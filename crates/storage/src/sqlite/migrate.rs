use chrono::Utc;
use sqlx::SqlitePool;

use super::SqliteInitError;

/// Runs a single, consolidated migration for the current schema.
///
/// Creates the full schema: the topic catalog (questions embedded as a JSON
/// list) and per-student progress keyed on `(user_id, topic_id)`.
pub async fn run_migrations(pool: &SqlitePool) -> Result<(), SqliteInitError> {
    async fn is_applied(pool: &SqlitePool, version: i64) -> Result<bool, sqlx::Error> {
        let row = sqlx::query("SELECT 1 FROM schema_migrations WHERE version = ?1")
            .bind(version)
            .fetch_optional(pool)
            .await?;
        Ok(row.is_some())
    }

    sqlx::query(
        r"
            CREATE TABLE IF NOT EXISTS schema_migrations (
                version INTEGER PRIMARY KEY,
                applied_at TEXT NOT NULL
            );
            ",
    )
    .execute(pool)
    .await?;

    // Version 1: full schema.
    if !is_applied(pool, 1).await? {
        let mut tx = pool.begin().await?;

        sqlx::query(
            r"
                CREATE TABLE IF NOT EXISTS topics (
                    id TEXT PRIMARY KEY,
                    title TEXT NOT NULL,
                    description TEXT NOT NULL,
                    content TEXT NOT NULL,
                    example TEXT NOT NULL,
                    questions TEXT NOT NULL,
                    created_at TEXT NOT NULL
                );
            ",
        )
        .execute(&mut *tx)
        .await?;

        sqlx::query(
            r"
                CREATE TABLE IF NOT EXISTS progress (
                    user_id TEXT NOT NULL,
                    topic_id TEXT NOT NULL,
                    completed INTEGER NOT NULL,
                    score INTEGER CHECK (score BETWEEN 0 AND 100),
                    completed_at TEXT,
                    PRIMARY KEY (user_id, topic_id),
                    FOREIGN KEY (topic_id) REFERENCES topics(id) ON DELETE CASCADE
                );
            ",
        )
        .execute(&mut *tx)
        .await?;

        sqlx::query(
            r"
                CREATE INDEX IF NOT EXISTS idx_topics_created_at
                    ON topics(created_at, id);
            ",
        )
        .execute(&mut *tx)
        .await?;

        sqlx::query(
            r"
                CREATE INDEX IF NOT EXISTS idx_progress_user
                    ON progress(user_id);
            ",
        )
        .execute(&mut *tx)
        .await?;

        sqlx::query(
            r"
                INSERT INTO schema_migrations (version, applied_at)
                VALUES (?1, ?2)
                ON CONFLICT(version) DO NOTHING
            ",
        )
        .bind(1_i64)
        .bind(Utc::now())
        .execute(&mut *tx)
        .await?;

        tx.commit().await?;
    }

    Ok(())
}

-*-

Your goal
What are the lines above, starting at the one with "list) and per-student" and ending at the one with "title TEXT NOT"? Give them again exactly, and only them.

Result of the task
/// list) and per-student progress keyed on `(user_id, topic_id)`.
pub async fn run_migrations(pool: &SqlitePool) -> Result<(), SqliteInitError> {
    async fn is_applied(pool: &SqlitePool, version: i64) -> Result<bool, sqlx::Error> {
        let row = sqlx::query("SELECT 1 FROM schema_migrations WHERE version = ?1")
            .bind(version)
            .fetch_optional(pool)
            .await?;
        Ok(row.is_some())
    }

    sqlx::query(
        r"
            CREATE TABLE IF NOT EXISTS schema_migrations (
                version INTEGER PRIMARY KEY,
                applied_at TEXT NOT NULL
            );
            ",
    )
    .execute(pool)
    .await?;

    // Version 1: full schema.
    if !is_applied(pool, 1).await? {
        let mut tx = pool.begin().await?;

        sqlx::query(
            r"
                CREATE TABLE IF NOT EXISTS topics (
                    id TEXT PRIMARY KEY,
                    title TEXT NOT NULL,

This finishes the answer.